▶ ASSIGNED TASK: Find the string "bool" in the listing below and return each line it appears in.
═══ GIVEN ENTRIES
//! Command-line runtime for the `dict` lookup tool.
//!
//! The runtime parses arguments, loads layered configuration, installs
//! logging, opens one [`dict_client::DictionaryConnection`] to the configured
//! server, runs a single lookup and renders the result. IO streams and the
//! configuration loader are injectable so tests can drive the whole path.

use std::ffi::OsString;
use std::io::Write;
use std::process::ExitCode;

use clap::Parser;
use clap::error::ErrorKind;
use dict_client::DictionaryConnection;
use dict_config::Config;
use tracing::debug;

mod cli;
mod command;
mod config;
mod errors;
pub mod output;
mod telemetry;

use cli::Cli;
use command::LookupOutcome;
use config::split_config_arguments;
pub(crate) use config::{ConfigLoader, OrthoConfigLoader};
pub(crate) use errors::AppError;
pub use output::{OutputFormat, ResolvedOutputFormat};

/// CLI flags recognised by the configuration loader.
///
/// Keep in step with the fields of [`dict_config::Config`].
const CONFIG_CLI_FLAGS: &[&str] = &[
    "--config-path",
    "--server",
    "--log-filter",
    "--log-format",
];

const CLI_TARGET: &str = "dict_cli";

/// Bundles the IO streams provided to the CLI runtime.
pub(crate) struct IoStreams<'a, W: Write, E: Write> {
    pub(crate) stdout: &'a mut W,
    pub(crate) stderr: &'a mut E,
    stdout_is_terminal: bool,
}

impl<'a, W: Write, E: Write> IoStreams<'a, W, E> {
    pub(crate) const fn new(stdout: &'a mut W, stderr: &'a mut E, stdout_is_terminal: bool) -> Self {
        Self {
            stdout,
            stderr,
            stdout_is_terminal,
        }
    }
}

struct CliRunner<'a, 'io, W: Write, E: Write, L: ConfigLoader> {
    io: &'a mut IoStreams<'io, W, E>,
    loader: &'a L,
}

impl<'a, 'io, W, E, L> CliRunner<'a, 'io, W, E, L>
where
    W: Write,
    E: Write,
    L: ConfigLoader,
{
    const fn new(io: &'a mut IoStreams<'io, W, E>, loader: &'a L) -> Self {
        Self { io, loader }
    }

    fn run<I>(&mut self, args: I) -> ExitCode
    where
        I: IntoIterator<Item = OsString>,
    {
        let args: Vec<OsString> = args.into_iter().collect();
        match self.try_run(&args) {
            Ok(exit_code) => exit_code,
            Err(error) => {
                let _ = writeln!(self.io.stderr, "{error}");
                ExitCode::FAILURE
            }
        }
    }

    fn try_run(&mut self, args: &[OsString]) -> Result<ExitCode, AppError> {
        let split = split_config_arguments(args);
        let cli = match Cli::try_parse_from(split.command_arguments.iter().cloned()) {
            Ok(cli) => cli,
            Err(error) if is_informational(&error) => {
                write!(self.io.stdout, "{error}").map_err(AppError::WriteOutput)?;
                return Ok(ExitCode::SUCCESS);
            }
            Err(error) => return Err(AppError::CliUsage(error)),
        };
        let config = self.loader.load(&split.config_arguments)?;
        telemetry::initialise(&config)?;

        let outcome = lookup(&cli, &config)?;
        let format = cli.output.resolve(self.io.stdout_is_terminal);
        output::write_outcome(&outcome, format, self.io.stdout)?;
        Ok(ExitCode::SUCCESS)
    }
}

/// `--help` and `--version` are reported by clap as errors.
fn is_informational(error: &clap::Error) -> bool {
    matches!(
        error.kind(),
        ErrorKind::DisplayHelp | ErrorKind::DisplayVersion
    )
}

/// Connects, runs the lookup and closes the connection whatever the outcome.
fn lookup(cli: &Cli, config: &Config) -> Result<LookupOutcome, AppError> {
    debug!(target: CLI_TARGET, server = %config.server(), command = ?cli.command, "running lookup");
    let mut connection = DictionaryConnection::connect(config.server())?;
    let outcome = cli.command.execute(&mut connection);
    connection.close();
    outcome.map_err(AppError::from)
}

/// Runs the CLI with the given arguments and IO handles.
///
/// `stdout_is_terminal` decides what `--output auto` resolves to.
#[must_use]
pub fn run<I, W, E>(args: I, stdout: &mut W, stderr: &mut E, stdout_is_terminal: bool) -> ExitCode
where
    I: IntoIterator<Item = OsString>,
    W: Write,
    E: Write,
{
    let mut io = IoStreams::new(stdout, stderr, stdout_is_terminal);
    run_with_loader(args, &mut io, &OrthoConfigLoader)
}

/// Runs the CLI with a custom configuration loader.
pub(crate) fn run_with_loader<I, W, E, L>(
    args: I,
    io: &mut IoStreams<'_, W, E>,
    loader: &L,
) -> ExitCode
where
    I: IntoIterator<Item = OsString>,
    W: Write,
    E: Write,
    L: ConfigLoader,
{
    CliRunner::new(io, loader).run(args)
}

#[cfg(test)]
mod tests;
══════
▶ ANSWER TO THIS EXERCISE:
    stdout_is_terminal: bool,
    pub(crate) const fn new(stdout: &'a mut W, stderr: &'a mut E, stdout_is_terminal: bool) -> Self {
fn is_informational(error: &clap::Error) -> bool {
pub fn run<I, W, E>(args: I, stdout: &mut W, stderr: &mut E, stdout_is_terminal: bool) -> ExitCode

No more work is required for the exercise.